The Nottinghamshire captain walked in with the score reading 308 for five after tea on the first day. The need of the moment was quick runs and a declaration to allow his bowlers to have a go at the home batsmen.
What happened next is one of the most well documented phases of cricket. Yet, the conflicting accounts of bowler Nash and Glamorgan captain Lewis remain dubious.
Nash, who played most of his cricket as a left-arm medium pacer, had the following to say to The Guardian in 2008, “The captain asked me if I fancied having a go at bowling some slow-left armers. Sobers came along and quickly ended my slow-bowling career. It was a pretty short experiment.”
Lewis, however, has a slightly different and more comic version. “Nash believed if he tried the (Derek) Underwood style, he could top the averages.”
What we scarcely remember while watching the videos of a slow left arm bowler being pummelled by the great man is that Nash opened the bowling for Glamorgan during the innings and took four of the five wickets, all with his normal seam up stuff.
And now, with Sobers going berserk, something possessed him to try left-arm orthodox spin.
The recollection of the batsman is much more straightforward, “I wasn't bothered if I was out or not. All I was interested in was quick runs and a declaration.”
Nash perhaps played into his hands by going on the attack.
“I was just trying to get him out, simple as that. There was no point in bowling wide to him, because then I wouldn't have got him out. It was the first time I had played against Sobers in a First-class match, and I wanted his wicket.”
Six of the best
Nash wasn't turning the ball much. The pitch was on the Gorse Lane side, with a very short leg boundary for the left-handed Sobers, providing him full license to swing with the spin in gay abandon.
The first ball was heaved over mid-wicket, out of the ground. The second followed the same way and landed in the stands, where a number of Welshmen had thronged to enjoy themselves.

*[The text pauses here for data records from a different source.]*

//! Text to markup renderers.
//!
//! A renderer is fed successive chunks read from a growing origin and returns
//! the markup for every line completed so far. The trailing partial line is
//! withheld until a later chunk completes it, or until the caller asks for it
//! with [`Renderer::flush`]. Rendered output never contains a raw newline.

use std::path::Path;
use std::sync::Arc;

use crate::filter::{HighlightRule, first_match};

/// Which markup a renderer produces.
#[derive(Debug, Clone, Copy, PartialEq, Eq)]
pub enum RenderStyle {
    /// ANSI colour codes converted to inline-styled spans.
    Ansi,
    /// Escaped lines with keyword highlighting.
    Keyword,
    /// Escaped lines wrapped in `<pre>` blocks.
    Preformatted,
}

/// Stateful chunk renderer. One caller sequence per instance.
pub trait Renderer: Send + Sync {
    /// Render the complete lines available after appending `text`.
    fn render(&mut self, text: &str) -> String;

    /// Render the withheld partial line, if any, as a complete line.
    fn flush(&mut self) -> String;

    /// Drop all state carried between calls.
    fn reset(&mut self);

    fn style(&self) -> RenderStyle;
}

/// Holds the partial line between calls. Never contains `\n`.
#[derive(Debug, Default)]
pub struct LineBuffer {
    pending: String,
}

impl LineBuffer {
    /// Append `text` and return the lines it completes, without terminators.
    pub fn push(&mut self, text: &str) -> Vec<String> {
        self.pending.push_str(text);
        let Some(last_newline) = self.pending.rfind('\n') else {
            return Vec::new();
        };
        let rest = self.pending.split_off(last_newline + 1);
        let complete = std::mem::replace(&mut self.pending, rest);
        complete[..last_newline]
            .split('\n')
            .map(|line| line.strip_suffix('\r').unwrap_or(line).to_string())
            .collect()
    }

    /// Take the partial line, leaving the buffer empty.
    pub fn take(&mut self) -> Option<String> {
        if self.pending.is_empty() {
            None
        } else {
            Some(std::mem::take(&mut self.pending))
        }
    }

    pub fn pending(&self) -> &str {
        &self.pending
    }

    pub fn clear(&mut self) {
        self.pending.clear();
    }
}

/// Escape `&`, `<`, `>`, `"` and `'` for use in markup text and attributes.
pub fn escape(text: &str) -> String {
    let mut out = String::with_capacity(text.len());
    for ch in text.chars() {
        match ch {
            '&' => out.push_str("&amp;"),
            '<' => out.push_str("&lt;"),
            '>' => out.push_str("&gt;"),
            '"' => out.push_str("&quot;"),
            '\'' => out.push_str("&#x27;"),
            _ => out.push(ch),
        }
    }
    out
}

pub const NOTICE_NOT_YET: &str = "File does not exist yet";
pub const NOTICE_CREATED: &str = "File has been created";
pub const NOTICE_RECREATED: &str = "File recreated";
pub const NOTICE_DISAPPEARED: &str = "File disappeared";
pub const NOTICE_TRUNCATED: &str = "File truncated";
pub const NOTICE_EXIT: &str = "exit";
pub const NOTICE_EOF: &str = "EOF";

/// Lifecycle marker, visually distinct from log content.
pub fn notice(msg: &str) -> String {
    format!(
        r#"<span style="display:block; background-color: khaki; text-align: center">{}</span>"#,
        escape(msg).replace(['\r', '\n'], " ")
    )
}

/// Escapes lines and highlights the first matching keyword rule of each.
pub struct KeywordRenderer {
    rules: Arc<[HighlightRule]>,
    lines: LineBuffer,
}

impl KeywordRenderer {
    pub fn new(rules: Arc<[HighlightRule]>) -> Self {
        Self {
            rules,
            lines: LineBuffer::default(),
        }
    }

    fn render_line(&self, line: &str) -> String {
        let escaped = escape(line);
        match first_match(&self.rules, &escaped) {
            Some(rule) => format!("{}<br>", rule.apply(&escaped)),
            None => format!("{escaped}<br>"),
        }
    }
}

impl Renderer for KeywordRenderer {
    fn render(&mut self, text: &str) -> String {
        self.lines
            .push(text)
            .iter()
            .map(|line| self.render_line(line))
            .collect()
    }

    fn flush(&mut self) -> String {
        match self.lines.take() {
            Some(line) => self.render_line(line.strip_suffix('\r').unwrap_or(&line)),
            None => String::new(),
        }
    }

    fn reset(&mut self) {
        self.lines.clear();
    }

    fn style(&self) -> RenderStyle {
        RenderStyle::Keyword
    }
}

/// Wraps every non-empty line in a `<pre>` block.
#[derive(Default)]
pub struct PreRenderer {
    lines: LineBuffer,
}

impl PreRenderer {
    pub fn new() -> Self {
        Self::default()
    }
}

fn pre_line(line: &str) -> String {
    if line.is_empty() {
        String::new()
    } else {
        format!("<pre>{}</pre>", escape(line))
    }
}

impl Renderer for PreRenderer {
    fn render(&mut self, text: &str) -> String {
        self.lines.push(text).iter().map(|line| pre_line(line)).collect()
    }

    fn flush(&mut self) -> String {
        self.lines
            .take()
            .map(|line| pre_line(line.strip_suffix('\r').unwrap_or(&line)))
            .unwrap_or_default()
    }

    fn reset(&mut self) {
        self.lines.clear();
    }

    fn style(&self) -> RenderStyle {
        RenderStyle::Preformatted
    }
}

/// Whether ANSI conversion was compiled in.
pub fn ansi_available() -> bool {
    cfg!(feature = "ansi")
}

/// Downgrade `Ansi` to `Keyword` when conversion is unavailable.
pub fn effective_style(requested: RenderStyle, ansi_available: bool) -> RenderStyle {
    match requested {
        RenderStyle::Ansi if !ansi_available => RenderStyle::Keyword,
        other => other,
    }
}

pub const ANSI_EXTENSION: &str = "ansi";

/// `Ansi` for `*.ansi` files when conversion is available, `Keyword` otherwise.
pub fn style_for_file(path: &Path, ansi_available: bool) -> RenderStyle {
    let is_ansi = path
        .extension()
        .is_some_and(|ext| ext.eq_ignore_ascii_case(ANSI_EXTENSION));
    if is_ansi {
        effective_style(RenderStyle::Ansi, ansi_available)
    } else {
        RenderStyle::Keyword
    }
}

pub fn build_renderer(style: RenderStyle, rules: Arc<[HighlightRule]>) -> Box<dyn Renderer> {
    match style {
        #[cfg(feature = "ansi")]
        RenderStyle::Ansi => Box::new(crate::ansi::AnsiRenderer::new()),
        #[cfg(not(feature = "ansi"))]
        RenderStyle::Ansi => Box::new(KeywordRenderer::new(rules)),
        RenderStyle::Keyword => Box::new(KeywordRenderer::new(rules)),
        RenderStyle::Preformatted => Box::new(PreRenderer::new()),
    }
}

In response, Nash pushed the third ball wide of the off-stump. Sobers hit it hard and high over long-off. There was hardly any foot movement, and the power unleashed in the stroke was so immense that Sobers lifted his right leg as he launched into it.
At this stage, the calm Tony Lewis slowly walked up to Nash and suggested, “If you want to go back to the usual stuff and whack it in the block-hole, that's fine with me."
However, by then destiny had gripped Nash firmly by the collar. He replied, “I can handle it, leave him to me.”
Nash bowled the fourth one straight and faster, and Sobers swivelled and pulled him over square-leg. It landed on the concrete terracing and rebounded back close to where the leg umpire stood.
By now, even the crowd had switched allegiance and the chants, “Six, six, six…” became louder.
It was only after the fourth six that Sobers thought of the history in the making.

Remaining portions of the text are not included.